### Task to complete
Gather, from the data below, each line in which the word "BondKind" occurs.
BEGIN Records provided
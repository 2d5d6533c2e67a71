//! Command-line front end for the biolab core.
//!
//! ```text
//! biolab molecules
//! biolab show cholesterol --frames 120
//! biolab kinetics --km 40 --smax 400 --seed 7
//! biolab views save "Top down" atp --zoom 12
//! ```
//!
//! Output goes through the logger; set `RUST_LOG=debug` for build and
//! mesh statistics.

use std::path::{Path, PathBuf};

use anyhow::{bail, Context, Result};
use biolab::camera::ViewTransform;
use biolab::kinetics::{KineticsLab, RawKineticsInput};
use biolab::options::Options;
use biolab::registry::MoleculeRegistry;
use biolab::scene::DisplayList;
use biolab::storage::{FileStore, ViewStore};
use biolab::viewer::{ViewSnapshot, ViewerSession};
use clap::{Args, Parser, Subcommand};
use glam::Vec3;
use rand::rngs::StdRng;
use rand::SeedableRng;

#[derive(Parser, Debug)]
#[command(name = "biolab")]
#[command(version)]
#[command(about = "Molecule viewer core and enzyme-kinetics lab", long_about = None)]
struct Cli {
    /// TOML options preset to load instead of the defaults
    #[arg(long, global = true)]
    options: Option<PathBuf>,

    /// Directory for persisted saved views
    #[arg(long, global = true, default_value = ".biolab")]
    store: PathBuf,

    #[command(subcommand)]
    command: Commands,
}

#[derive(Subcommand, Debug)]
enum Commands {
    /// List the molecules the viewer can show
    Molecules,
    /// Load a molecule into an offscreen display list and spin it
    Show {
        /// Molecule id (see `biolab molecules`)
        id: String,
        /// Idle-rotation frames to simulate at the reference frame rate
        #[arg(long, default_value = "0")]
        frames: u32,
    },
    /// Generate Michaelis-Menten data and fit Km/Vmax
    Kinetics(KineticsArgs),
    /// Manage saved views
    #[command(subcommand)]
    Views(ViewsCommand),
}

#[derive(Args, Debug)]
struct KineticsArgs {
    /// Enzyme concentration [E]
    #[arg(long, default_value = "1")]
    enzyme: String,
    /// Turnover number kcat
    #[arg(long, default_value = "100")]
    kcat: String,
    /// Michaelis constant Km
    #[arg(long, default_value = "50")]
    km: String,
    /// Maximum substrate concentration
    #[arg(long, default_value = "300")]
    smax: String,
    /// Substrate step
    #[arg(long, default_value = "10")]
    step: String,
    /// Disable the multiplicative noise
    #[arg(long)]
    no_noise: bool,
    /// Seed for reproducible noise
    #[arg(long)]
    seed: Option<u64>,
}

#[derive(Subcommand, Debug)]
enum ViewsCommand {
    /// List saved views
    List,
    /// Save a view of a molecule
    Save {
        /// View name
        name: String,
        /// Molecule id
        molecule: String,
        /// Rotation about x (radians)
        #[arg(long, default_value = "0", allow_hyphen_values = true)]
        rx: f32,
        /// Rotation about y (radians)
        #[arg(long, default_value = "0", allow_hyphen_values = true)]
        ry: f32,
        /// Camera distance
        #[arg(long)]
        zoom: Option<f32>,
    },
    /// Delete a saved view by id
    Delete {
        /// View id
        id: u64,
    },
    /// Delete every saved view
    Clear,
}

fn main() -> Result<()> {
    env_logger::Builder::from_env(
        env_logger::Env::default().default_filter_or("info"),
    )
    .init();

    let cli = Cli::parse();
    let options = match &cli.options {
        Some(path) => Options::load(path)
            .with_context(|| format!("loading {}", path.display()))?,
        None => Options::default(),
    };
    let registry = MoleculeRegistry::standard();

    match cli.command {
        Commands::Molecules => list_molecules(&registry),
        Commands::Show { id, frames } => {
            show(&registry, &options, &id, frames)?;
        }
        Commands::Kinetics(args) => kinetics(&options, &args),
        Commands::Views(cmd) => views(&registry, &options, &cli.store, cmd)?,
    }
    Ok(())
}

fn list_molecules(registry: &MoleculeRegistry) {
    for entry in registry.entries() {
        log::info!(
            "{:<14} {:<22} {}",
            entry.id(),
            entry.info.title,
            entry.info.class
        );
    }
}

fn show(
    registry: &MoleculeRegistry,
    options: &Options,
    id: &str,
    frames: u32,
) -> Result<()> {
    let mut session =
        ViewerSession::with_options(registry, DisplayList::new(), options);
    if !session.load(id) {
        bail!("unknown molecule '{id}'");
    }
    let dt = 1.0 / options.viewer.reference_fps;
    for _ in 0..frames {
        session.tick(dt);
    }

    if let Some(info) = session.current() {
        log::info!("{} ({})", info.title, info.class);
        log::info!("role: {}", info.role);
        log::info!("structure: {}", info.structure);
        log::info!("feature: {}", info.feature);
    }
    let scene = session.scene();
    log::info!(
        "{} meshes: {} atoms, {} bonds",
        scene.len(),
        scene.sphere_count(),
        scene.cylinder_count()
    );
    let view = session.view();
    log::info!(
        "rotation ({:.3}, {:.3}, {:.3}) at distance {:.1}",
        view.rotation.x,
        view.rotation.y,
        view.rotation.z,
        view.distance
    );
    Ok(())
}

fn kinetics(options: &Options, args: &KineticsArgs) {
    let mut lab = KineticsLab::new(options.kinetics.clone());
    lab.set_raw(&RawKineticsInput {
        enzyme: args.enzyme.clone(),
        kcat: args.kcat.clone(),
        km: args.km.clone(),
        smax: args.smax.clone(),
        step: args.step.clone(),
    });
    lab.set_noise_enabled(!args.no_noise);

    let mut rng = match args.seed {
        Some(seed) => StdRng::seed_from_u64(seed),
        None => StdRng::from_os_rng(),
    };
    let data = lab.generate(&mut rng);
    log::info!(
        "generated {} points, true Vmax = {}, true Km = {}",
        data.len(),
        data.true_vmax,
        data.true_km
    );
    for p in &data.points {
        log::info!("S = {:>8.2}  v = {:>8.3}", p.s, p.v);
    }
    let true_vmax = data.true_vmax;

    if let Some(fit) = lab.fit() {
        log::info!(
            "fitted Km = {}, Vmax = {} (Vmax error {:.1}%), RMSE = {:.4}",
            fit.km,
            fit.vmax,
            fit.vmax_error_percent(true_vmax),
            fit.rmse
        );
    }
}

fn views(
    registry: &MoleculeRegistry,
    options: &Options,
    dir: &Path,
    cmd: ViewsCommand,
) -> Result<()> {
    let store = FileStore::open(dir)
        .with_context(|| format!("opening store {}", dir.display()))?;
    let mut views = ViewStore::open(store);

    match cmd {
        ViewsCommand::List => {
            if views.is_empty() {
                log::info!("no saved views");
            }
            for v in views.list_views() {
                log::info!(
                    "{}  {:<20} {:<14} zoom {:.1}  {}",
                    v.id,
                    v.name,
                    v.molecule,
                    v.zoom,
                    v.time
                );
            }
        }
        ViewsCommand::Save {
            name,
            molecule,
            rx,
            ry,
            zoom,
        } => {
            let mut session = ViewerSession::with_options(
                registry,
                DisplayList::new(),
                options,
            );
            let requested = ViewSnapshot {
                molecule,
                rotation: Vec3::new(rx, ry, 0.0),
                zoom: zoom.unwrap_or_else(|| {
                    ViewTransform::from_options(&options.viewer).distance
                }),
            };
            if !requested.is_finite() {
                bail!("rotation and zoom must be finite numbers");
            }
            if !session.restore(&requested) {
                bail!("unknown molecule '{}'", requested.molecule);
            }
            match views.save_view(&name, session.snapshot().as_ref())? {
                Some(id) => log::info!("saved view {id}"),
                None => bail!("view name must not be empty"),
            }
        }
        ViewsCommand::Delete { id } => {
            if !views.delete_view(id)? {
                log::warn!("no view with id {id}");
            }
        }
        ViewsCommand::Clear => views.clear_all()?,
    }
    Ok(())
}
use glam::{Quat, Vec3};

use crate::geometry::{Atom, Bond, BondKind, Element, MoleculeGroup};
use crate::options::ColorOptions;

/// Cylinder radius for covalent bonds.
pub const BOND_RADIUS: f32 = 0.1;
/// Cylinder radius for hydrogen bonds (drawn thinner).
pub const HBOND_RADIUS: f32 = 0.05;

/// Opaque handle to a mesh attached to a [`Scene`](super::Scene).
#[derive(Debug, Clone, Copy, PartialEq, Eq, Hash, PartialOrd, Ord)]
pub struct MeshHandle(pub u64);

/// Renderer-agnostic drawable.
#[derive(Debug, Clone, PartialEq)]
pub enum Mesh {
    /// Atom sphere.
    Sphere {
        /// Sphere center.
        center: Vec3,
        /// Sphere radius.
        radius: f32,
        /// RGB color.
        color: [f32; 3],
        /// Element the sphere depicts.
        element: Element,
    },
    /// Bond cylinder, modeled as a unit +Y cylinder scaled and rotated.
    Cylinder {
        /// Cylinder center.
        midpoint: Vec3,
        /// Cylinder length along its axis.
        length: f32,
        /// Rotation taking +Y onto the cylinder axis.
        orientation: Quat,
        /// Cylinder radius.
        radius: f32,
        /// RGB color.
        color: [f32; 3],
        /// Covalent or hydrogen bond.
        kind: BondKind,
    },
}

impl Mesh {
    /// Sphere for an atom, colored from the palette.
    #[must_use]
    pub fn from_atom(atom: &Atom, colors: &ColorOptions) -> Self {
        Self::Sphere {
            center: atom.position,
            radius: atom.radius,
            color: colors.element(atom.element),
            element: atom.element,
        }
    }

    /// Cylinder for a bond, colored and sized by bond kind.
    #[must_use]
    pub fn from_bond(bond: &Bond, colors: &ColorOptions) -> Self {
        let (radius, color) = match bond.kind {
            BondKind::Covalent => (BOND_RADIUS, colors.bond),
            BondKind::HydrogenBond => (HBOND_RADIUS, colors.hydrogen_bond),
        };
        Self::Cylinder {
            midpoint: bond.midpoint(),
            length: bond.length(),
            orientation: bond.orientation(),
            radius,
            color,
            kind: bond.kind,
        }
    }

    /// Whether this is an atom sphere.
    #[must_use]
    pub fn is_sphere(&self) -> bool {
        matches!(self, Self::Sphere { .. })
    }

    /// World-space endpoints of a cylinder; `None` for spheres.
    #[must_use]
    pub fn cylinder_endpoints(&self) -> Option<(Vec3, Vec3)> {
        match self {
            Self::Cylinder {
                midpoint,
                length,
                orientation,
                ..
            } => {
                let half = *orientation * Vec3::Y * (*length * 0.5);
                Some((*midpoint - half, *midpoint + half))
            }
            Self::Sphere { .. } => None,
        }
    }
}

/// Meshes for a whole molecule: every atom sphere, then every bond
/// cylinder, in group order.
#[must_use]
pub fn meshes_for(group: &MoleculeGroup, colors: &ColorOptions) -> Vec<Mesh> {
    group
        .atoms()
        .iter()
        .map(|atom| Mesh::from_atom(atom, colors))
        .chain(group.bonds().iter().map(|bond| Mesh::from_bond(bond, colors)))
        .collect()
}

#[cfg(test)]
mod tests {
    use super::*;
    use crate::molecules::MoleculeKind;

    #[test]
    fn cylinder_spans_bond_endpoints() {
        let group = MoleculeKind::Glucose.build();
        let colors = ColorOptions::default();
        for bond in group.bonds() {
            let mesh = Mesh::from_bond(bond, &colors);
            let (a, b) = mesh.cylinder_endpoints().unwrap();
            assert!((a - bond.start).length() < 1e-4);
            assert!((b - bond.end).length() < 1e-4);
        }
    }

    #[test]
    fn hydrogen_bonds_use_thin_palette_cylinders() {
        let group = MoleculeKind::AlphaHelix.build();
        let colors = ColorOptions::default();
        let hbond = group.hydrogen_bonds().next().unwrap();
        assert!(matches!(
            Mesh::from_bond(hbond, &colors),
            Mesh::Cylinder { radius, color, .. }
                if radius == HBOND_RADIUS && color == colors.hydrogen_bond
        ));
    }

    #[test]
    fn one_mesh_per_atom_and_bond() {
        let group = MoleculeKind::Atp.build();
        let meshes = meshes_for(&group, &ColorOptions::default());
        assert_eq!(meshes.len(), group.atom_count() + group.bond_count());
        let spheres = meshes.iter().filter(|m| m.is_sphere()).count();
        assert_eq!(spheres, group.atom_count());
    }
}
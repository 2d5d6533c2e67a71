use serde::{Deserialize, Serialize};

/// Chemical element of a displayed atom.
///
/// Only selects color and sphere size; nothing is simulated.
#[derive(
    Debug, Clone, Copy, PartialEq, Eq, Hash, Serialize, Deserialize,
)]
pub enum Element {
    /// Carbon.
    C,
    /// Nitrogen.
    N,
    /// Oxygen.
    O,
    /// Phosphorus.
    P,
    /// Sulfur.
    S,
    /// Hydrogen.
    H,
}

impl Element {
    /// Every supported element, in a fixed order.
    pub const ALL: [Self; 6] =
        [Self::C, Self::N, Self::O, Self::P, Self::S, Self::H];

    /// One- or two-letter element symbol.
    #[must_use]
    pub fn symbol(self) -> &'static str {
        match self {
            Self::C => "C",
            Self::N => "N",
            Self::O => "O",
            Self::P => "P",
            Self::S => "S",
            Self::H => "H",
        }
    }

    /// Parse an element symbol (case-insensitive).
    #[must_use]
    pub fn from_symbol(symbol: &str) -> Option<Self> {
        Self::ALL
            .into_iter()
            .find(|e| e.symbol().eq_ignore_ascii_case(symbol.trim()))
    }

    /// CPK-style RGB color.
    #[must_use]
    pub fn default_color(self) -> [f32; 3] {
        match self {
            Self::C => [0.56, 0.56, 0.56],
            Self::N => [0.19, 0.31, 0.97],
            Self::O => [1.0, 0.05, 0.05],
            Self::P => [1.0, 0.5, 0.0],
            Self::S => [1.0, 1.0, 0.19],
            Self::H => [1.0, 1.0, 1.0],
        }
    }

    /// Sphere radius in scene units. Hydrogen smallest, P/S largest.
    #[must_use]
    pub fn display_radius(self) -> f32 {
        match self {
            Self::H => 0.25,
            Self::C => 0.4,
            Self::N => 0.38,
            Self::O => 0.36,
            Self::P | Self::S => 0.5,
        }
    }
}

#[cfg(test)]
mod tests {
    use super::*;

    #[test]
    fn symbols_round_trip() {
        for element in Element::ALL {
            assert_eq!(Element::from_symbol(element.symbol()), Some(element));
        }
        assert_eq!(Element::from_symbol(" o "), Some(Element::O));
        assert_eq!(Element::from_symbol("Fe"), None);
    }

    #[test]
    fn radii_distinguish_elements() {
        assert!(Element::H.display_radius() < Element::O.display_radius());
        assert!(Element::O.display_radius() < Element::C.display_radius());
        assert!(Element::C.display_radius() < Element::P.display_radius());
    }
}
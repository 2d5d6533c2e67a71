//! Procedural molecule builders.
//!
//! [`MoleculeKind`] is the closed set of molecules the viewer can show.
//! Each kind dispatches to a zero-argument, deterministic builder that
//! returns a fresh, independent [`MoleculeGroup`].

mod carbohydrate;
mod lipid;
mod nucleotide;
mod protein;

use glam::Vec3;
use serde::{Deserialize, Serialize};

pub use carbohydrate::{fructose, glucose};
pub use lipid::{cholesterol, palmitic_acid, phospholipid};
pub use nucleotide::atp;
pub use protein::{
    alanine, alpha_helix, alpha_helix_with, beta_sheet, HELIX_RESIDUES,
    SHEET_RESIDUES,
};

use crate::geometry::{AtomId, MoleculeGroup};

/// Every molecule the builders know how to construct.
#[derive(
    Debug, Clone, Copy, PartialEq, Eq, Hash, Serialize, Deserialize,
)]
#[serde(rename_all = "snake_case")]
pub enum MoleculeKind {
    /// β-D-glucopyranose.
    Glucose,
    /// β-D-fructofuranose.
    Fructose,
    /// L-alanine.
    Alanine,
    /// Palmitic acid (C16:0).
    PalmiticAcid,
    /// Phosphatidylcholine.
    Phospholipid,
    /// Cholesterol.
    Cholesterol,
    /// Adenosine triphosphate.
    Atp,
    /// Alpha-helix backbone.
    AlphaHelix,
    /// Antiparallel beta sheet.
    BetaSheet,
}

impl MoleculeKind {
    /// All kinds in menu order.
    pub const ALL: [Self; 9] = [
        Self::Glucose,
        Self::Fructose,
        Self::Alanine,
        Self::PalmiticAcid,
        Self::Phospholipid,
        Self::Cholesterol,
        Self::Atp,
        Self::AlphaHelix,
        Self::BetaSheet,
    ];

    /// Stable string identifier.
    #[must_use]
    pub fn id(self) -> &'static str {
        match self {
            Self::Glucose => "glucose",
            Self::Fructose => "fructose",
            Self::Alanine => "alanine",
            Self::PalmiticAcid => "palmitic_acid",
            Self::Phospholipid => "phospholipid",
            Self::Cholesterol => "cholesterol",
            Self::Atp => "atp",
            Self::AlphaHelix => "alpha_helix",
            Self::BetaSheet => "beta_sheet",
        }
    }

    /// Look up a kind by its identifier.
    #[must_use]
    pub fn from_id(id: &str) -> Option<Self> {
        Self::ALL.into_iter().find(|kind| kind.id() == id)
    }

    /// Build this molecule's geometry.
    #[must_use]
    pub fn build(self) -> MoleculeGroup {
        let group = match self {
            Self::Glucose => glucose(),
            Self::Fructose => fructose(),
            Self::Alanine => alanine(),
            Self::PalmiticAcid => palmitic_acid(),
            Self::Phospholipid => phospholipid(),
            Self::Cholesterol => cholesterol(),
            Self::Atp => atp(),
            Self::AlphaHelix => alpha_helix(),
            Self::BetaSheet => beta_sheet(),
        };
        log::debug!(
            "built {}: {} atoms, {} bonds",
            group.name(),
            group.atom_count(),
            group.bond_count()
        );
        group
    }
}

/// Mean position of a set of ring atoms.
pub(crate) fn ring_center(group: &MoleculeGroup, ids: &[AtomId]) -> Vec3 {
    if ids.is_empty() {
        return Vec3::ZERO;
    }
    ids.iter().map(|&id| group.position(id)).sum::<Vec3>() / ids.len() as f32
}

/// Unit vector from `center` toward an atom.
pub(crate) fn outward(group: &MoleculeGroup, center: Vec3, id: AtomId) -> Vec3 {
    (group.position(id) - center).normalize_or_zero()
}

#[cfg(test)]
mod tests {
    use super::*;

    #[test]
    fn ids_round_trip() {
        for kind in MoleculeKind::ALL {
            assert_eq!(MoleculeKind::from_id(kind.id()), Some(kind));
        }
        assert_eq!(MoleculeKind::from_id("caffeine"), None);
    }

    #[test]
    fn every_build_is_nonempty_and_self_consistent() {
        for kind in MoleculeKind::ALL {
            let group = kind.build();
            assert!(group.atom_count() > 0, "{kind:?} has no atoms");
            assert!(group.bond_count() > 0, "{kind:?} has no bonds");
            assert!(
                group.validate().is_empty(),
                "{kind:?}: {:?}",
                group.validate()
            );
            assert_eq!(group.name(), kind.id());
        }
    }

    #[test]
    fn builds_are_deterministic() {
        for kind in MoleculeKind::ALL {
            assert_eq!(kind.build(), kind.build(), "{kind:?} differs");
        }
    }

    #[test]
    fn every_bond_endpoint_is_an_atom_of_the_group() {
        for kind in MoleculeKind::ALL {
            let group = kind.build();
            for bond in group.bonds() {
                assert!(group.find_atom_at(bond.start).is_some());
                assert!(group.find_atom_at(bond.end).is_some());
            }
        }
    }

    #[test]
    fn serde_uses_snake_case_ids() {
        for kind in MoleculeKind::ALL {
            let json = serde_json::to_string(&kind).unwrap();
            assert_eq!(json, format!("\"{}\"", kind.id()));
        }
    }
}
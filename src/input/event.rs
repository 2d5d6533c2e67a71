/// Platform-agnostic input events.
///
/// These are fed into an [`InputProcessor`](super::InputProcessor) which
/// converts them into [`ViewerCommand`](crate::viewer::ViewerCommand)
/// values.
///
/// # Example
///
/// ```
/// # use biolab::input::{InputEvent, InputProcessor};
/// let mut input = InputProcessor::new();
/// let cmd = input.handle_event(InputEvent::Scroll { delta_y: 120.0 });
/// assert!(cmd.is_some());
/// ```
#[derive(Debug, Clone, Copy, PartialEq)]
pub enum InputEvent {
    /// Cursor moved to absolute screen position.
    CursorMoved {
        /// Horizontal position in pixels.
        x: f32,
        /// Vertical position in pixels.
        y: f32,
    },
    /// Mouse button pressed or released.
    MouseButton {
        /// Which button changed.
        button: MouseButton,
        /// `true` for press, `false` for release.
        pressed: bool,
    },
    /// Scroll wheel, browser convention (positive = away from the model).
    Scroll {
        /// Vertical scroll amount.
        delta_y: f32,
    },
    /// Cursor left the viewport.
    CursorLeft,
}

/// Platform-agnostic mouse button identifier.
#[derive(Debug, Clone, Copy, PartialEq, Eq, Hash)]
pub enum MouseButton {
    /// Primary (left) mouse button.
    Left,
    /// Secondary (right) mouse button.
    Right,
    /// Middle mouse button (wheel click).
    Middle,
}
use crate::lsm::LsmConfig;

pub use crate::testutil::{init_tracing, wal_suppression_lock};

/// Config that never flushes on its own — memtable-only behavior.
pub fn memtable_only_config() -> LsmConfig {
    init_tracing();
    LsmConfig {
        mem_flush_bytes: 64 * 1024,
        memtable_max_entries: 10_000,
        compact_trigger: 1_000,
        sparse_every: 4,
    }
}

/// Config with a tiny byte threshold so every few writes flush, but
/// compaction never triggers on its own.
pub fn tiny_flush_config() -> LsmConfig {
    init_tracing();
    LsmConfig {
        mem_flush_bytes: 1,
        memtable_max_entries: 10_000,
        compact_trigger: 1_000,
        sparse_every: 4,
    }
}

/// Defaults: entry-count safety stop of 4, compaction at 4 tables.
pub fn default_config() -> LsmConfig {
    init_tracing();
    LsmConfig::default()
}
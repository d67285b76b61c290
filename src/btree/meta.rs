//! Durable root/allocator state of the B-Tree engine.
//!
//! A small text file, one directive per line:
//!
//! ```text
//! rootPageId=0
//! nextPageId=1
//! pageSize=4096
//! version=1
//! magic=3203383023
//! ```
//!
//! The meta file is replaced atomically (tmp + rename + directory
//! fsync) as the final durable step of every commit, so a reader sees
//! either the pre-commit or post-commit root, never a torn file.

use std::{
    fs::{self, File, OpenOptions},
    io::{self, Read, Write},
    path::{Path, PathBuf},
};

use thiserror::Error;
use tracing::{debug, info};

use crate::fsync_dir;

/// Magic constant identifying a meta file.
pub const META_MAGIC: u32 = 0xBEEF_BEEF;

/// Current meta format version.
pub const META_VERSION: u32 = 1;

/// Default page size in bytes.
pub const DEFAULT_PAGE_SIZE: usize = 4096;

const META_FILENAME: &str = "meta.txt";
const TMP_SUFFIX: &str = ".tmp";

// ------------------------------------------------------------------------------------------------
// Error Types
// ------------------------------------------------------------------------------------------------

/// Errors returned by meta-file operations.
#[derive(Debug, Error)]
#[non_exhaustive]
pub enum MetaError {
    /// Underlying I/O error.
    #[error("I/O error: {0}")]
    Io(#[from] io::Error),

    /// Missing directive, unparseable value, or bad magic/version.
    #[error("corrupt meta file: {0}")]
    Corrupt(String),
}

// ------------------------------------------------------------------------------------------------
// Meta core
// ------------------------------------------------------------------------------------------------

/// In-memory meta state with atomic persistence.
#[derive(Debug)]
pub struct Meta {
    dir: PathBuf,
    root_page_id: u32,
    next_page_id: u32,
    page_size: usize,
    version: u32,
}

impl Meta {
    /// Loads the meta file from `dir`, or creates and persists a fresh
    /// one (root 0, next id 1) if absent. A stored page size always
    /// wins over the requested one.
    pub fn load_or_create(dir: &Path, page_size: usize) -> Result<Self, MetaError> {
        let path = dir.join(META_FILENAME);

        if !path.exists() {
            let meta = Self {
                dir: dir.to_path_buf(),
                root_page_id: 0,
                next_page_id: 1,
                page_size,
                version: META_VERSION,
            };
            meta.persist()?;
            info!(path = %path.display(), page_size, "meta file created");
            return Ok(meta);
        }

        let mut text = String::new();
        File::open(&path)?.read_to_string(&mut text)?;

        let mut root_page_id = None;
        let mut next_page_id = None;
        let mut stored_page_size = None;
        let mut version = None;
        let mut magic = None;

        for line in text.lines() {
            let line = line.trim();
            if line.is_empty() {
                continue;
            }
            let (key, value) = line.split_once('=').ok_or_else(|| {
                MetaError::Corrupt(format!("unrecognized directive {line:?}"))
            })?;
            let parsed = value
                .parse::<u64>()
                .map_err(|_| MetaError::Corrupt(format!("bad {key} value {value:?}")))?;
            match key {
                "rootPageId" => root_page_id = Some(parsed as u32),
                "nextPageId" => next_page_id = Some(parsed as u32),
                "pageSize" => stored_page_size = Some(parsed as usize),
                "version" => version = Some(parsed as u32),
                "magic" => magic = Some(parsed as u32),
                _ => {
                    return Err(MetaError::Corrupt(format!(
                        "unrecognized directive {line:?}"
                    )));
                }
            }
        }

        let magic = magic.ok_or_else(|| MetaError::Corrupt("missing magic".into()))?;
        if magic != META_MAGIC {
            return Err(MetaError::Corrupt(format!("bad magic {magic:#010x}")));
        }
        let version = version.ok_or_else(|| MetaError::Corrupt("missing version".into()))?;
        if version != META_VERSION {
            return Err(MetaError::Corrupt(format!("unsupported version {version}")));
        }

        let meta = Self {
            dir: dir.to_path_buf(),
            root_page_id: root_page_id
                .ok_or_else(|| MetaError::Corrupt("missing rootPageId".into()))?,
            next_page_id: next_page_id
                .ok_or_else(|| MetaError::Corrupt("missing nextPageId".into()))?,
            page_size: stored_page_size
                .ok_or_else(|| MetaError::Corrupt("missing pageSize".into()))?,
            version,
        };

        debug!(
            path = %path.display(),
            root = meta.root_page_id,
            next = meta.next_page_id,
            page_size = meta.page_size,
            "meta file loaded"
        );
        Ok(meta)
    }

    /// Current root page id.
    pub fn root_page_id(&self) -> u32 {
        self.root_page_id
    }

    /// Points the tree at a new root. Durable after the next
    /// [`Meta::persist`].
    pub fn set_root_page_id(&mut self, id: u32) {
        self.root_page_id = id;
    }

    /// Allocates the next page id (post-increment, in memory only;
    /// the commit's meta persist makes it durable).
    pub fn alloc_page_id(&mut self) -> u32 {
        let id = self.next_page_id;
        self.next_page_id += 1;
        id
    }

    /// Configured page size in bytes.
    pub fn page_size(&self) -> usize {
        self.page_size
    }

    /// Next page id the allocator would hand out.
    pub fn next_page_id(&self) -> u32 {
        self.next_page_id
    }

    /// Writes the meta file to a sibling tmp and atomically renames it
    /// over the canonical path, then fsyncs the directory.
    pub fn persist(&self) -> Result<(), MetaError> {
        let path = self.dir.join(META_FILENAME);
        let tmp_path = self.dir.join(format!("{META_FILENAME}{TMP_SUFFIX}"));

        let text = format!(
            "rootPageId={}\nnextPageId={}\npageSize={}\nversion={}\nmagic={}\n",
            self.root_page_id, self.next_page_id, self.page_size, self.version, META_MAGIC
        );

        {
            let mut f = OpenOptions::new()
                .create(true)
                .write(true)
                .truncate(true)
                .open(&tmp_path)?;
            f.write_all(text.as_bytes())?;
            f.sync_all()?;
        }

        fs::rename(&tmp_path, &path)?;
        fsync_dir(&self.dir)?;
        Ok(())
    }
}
END Records provided
### Completed exercise
use crate::geometry::{Atom, Bond, BondKind, Element, MoleculeGroup};
        kind: BondKind,
            BondKind::Covalent => (BOND_RADIUS, colors.bond),
            BondKind::HydrogenBond => (HBOND_RADIUS, colors.hydrogen_bond),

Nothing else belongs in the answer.